When you request a merchant cash advance or other type of business loan, the most important calculation that you can do is to find out whether you can afford paying the loan. That is why so many of our clients start out conversations with us by asking how much they can (or should) borrow.
When you take out a merchant cash advance, that’s a great way to pay for some big business objectives you have – whether it’s adding staff, buying necessary equipment, enhancing your marketing strategy or other ways to expand your business. But how can you tell what you really need – and what you should wait to fund?
Some of our clients are tempted to take out an advance that is much larger than what they need. They have good intentions – they want to build a “rainy day fund” just in case the expansion they have in mind does not work out as quickly as they had planned. However, while merchant cash advances are quick and convenient, they do come with a fairly sizable fee (Between 20 and 40 percent of the advance, depending on your risk profile). So taking out a lot more than you need leaves you with more money in your bank account, but it also leaves you with a lot more expense on the financing end than what you needed to pay.

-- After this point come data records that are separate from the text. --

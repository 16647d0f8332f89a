use crate::routes::exams::error::ExamError;
use axum::extract::rejection::{JsonRejection, QueryRejection};
use axum::extract::{Path, Query};
use axum::response::{IntoResponse, Response};
use axum::routing::get;
use axum::{Extension, Json, Router};
use gradence_core::export::export_exam_pdf;
use gradence_core::selection::select_random_questions;
use gradence_model::exam::{Exam, NewExam};
use gradence_model::question::Question;
use gradence_model_tools::convert::{IntoDbModel, IntoModel};
use http::{StatusCode, header};
use sea_orm::DatabaseConnection;
use serde::Deserialize;
use tracing::instrument;
use utoipa::IntoParams;
use validator::Validate;

pub(crate) mod error;

pub(crate) fn create_router<S>() -> Router<S>
where
    S: Clone + Send + Sync + 'static,
{
    Router::new()
        .route("/", get(list_exams).post(create_exam))
        .nest(
            "/{exam_id}",
            Router::new()
                .route("/", get(get_exam).put(update_exam).delete(delete_exam))
                .route("/random", get(random_questions))
                .route("/export-pdf", get(export_pdf)),
        )
        .with_state(())
}

async fn load_exam(conn: &DatabaseConnection, exam_id: i64) -> Result<Exam, ExamError> {
    let exam = gradence_db::exam::Query::get_exam_with_questions(conn, exam_id)
        .await?
        .ok_or(ExamError::NotFound(exam_id))?;
    Ok(exam.into_model())
}

fn validated(payload: Result<Json<NewExam>, JsonRejection>) -> Result<NewExam, ExamError> {
    let Json(exam) = payload?;
    exam.validate()?;
    Ok(exam)
}

#[utoipa::path(
    post,
    path = "/exams",
    request_body = NewExam,
    responses(
        (status = OK, body = Exam, description = "The stored exam"),
        (status = BAD_REQUEST, description = "The exam is invalid"),
        (status = CONFLICT, description = "The title is already used by another exam"),
    ),
    tag = "exams"
)]
#[instrument(skip_all)]
pub(crate) async fn create_exam(
    Extension(conn): Extension<DatabaseConnection>,
    payload: Result<Json<NewExam>, JsonRejection>,
) -> Result<Json<Exam>, ExamError> {
    let NewExam { title, questions } = validated(payload)?;
    let questions = questions.into_iter().map(IntoDbModel::into_db_model).collect();

    let exam = gradence_db::exam::Mutation::create_exam(&conn, title, questions).await?;
    Ok(Json(exam.into_model()))
}

#[utoipa::path(
    get,
    path = "/exams",
    responses(
        (status = OK, body = Vec<Exam>, description = "All exams with their questions"),
    ),
    tag = "exams"
)]
#[instrument(skip_all)]
pub(crate) async fn list_exams(Extension(conn): Extension<DatabaseConnection>) -> Result<Json<Vec<Exam>>, ExamError> {
    let exams = gradence_db::exam::Query::get_exams_with_questions(&conn).await?;
    Ok(Json(exams.into_iter().map(IntoModel::into_model).collect()))
}

#[utoipa::path(
    get,
    path = "/exams/{exam_id}",
    params(("exam_id" = i64, Path, description = "Id of the exam")),
    responses(
        (status = OK, body = Exam, description = "The exam with its questions in order"),
        (status = NOT_FOUND, description = "No exam with this id"),
    ),
    tag = "exams"
)]
#[instrument(skip(conn))]
pub(crate) async fn get_exam(
    Extension(conn): Extension<DatabaseConnection>,
    Path(exam_id): Path<i64>,
) -> Result<Json<Exam>, ExamError> {
    Ok(Json(load_exam(&conn, exam_id).await?))
}

#[utoipa::path(
    put,
    path = "/exams/{exam_id}",
    params(("exam_id" = i64, Path, description = "Id of the exam")),
    request_body = NewExam,
    responses(
        (status = OK, body = Exam, description = "The exam after replacing title and questions"),
        (status = BAD_REQUEST, description = "The exam is invalid"),
        (status = NOT_FOUND, description = "No exam with this id"),
        (status = CONFLICT, description = "The title is already used by another exam"),
    ),
    tag = "exams"
)]
#[instrument(skip(conn, payload))]
pub(crate) async fn update_exam(
    Extension(conn): Extension<DatabaseConnection>,
    Path(exam_id): Path<i64>,
    payload: Result<Json<NewExam>, JsonRejection>,
) -> Result<Json<Exam>, ExamError> {
    let NewExam { title, questions } = validated(payload)?;
    let questions = questions.into_iter().map(IntoDbModel::into_db_model).collect();

    let exam = gradence_db::exam::Mutation::update_exam(&conn, exam_id, title, questions).await?;
    Ok(Json(exam.into_model()))
}

#[utoipa::path(
    delete,
    path = "/exams/{exam_id}",
    params(("exam_id" = i64, Path, description = "Id of the exam")),
    responses(
        (status = NO_CONTENT, description = "The exam and its questions were deleted"),
        (status = NOT_FOUND, description = "No exam with this id"),
    ),
    tag = "exams"
)]
#[instrument(skip(conn))]
pub(crate) async fn delete_exam(
    Extension(conn): Extension<DatabaseConnection>,
    Path(exam_id): Path<i64>,
) -> Result<StatusCode, ExamError> {
    gradence_db::exam::Mutation::delete_exam(&conn, exam_id).await?;
    Ok(StatusCode::NO_CONTENT)
}

#[derive(Debug, Deserialize, IntoParams)]
#[into_params(parameter_in = Query)]
pub(crate) struct RandomParams {
    /// Number of questions to draw
    #[serde(default = "default_count")]
    #[param(default = 1)]
    pub count: i64,
    /// Makes the draw reproducible
    pub seed: Option<i64>,
    /// Only draw questions of this type, ignoring case
    pub r#type: Option<String>,
}

fn default_count() -> i64 {
    1
}

#[utoipa::path(
    get,
    path = "/exams/{exam_id}/random",
    params(("exam_id" = i64, Path, description = "Id of the exam"), RandomParams),
    responses(
        (status = OK, body = Vec<Question>, description = "Randomly drawn questions"),
        (status = BAD_REQUEST, description = "A query parameter is not a number"),
        (status = NOT_FOUND, description = "No exam with this id"),
    ),
    tag = "exams"
)]
#[instrument(skip(conn, params))]
pub(crate) async fn random_questions(
    Extension(conn): Extension<DatabaseConnection>,
    Path(exam_id): Path<i64>,
    params: Result<Query<RandomParams>, QueryRejection>,
) -> Result<Json<Vec<Question>>, ExamError> {
    let Query(RandomParams { count, seed, r#type }) = params?;
    let exam = load_exam(&conn, exam_id).await?;

    let selected = select_random_questions(&exam.questions, count, r#type.as_deref(), seed);
    tracing::debug!(count, ?seed, selected = selected.len(), "drew questions");
    Ok(Json(selected))
}

#[utoipa::path(
    get,
    path = "/exams/{exam_id}/export-pdf",
    params(("exam_id" = i64, Path, description = "Id of the exam")),
    responses(
        (status = OK, content_type = "application/pdf", body = Vec<u8>, description = "The exam as pdf attachment"),
        (status = NOT_FOUND, description = "No exam with this id"),
        (status = INTERNAL_SERVER_ERROR, description = "The pdf could not be rendered"),
    ),
    tag = "exams"
)]
#[instrument(skip(conn))]
pub(crate) async fn export_pdf(
    Extension(conn): Extension<DatabaseConnection>,
    Path(exam_id): Path<i64>,
) -> Result<Response, ExamError> {
    let exam = load_exam(&conn, exam_id).await?;
    let bytes = tokio::task::spawn_blocking(move || export_exam_pdf(&exam)).await??;

    Ok((
        [
            (header::CONTENT_TYPE, "application/pdf".to_owned()),
            (
                header::CONTENT_DISPOSITION,
                format!("attachment; filename=\"exam_{exam_id}.pdf\""),
            ),
        ],
        bytes,
    )
        .into_response())
}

Some of our clients end up with the other problem, though – they don’t take out enough. They don’t take into account all of the costs of growing a business. They might think about the costs of acquiring physical space, but they don’t think about how they will have to pay larger utility bills and a heftier property tax bill as a result. They might not consider how many people they actually need to hire in order to make the expansion work.
Here’s one reason why it’s actually better to err toward not taking out enough when it comes to merchant cash advances. Let’s say that you put together a strategic plan for your business’ growth and you determine that you’ll need $75,000. You are approved to take out $100,000 for your advance. Instead of taking out the whole $100,000, though, you might consider taking out $80,000 – that gives you a little bit of a cushion without the added expense that would come with borrowing the full $100,000. If your fee is 25 percent (meaning you are a relatively low risk), you would only have to pay $100,000 back over the next nine or ten months ($80,000 + 25 percent) as opposed to $125,000 ($100,000 + that same 25 percent). That is a fairly significant difference, and if you find that you need the extra money later, a reputable firm will let you come back and add to your advance – and only charge you the fee for that added money instead of making you refinance and start paying an entire new fee.
If you’re worried about not having enough out with your initial merchant cash advance, it’s important to remember that you only pay back the percentage of your revenue each day that you and your lender agreed would make the most sense. So if you have a huge month, you’ll make a larger payment than you will during a lean month, but you won’t end up under the gun if you have a slow month. The money you’re still bringing in can augment some of your advance – if you’re having a flush month – and go toward your growth as well.
When you’re putting together your thoughts for requesting a merchant cash advance, you want to think both in the present and the future. Take a long look at your strategic plan for your business and make sure you’ve accounted for all of the costs – and all of the revenue that your company will continue to bring in – before you apply for a particular amount. Over time, you’ll find that requesting an amount closer to what you need, without an unnecessarily large cushion, will make the difference between getting the infusion that you need and overpaying in financing expense.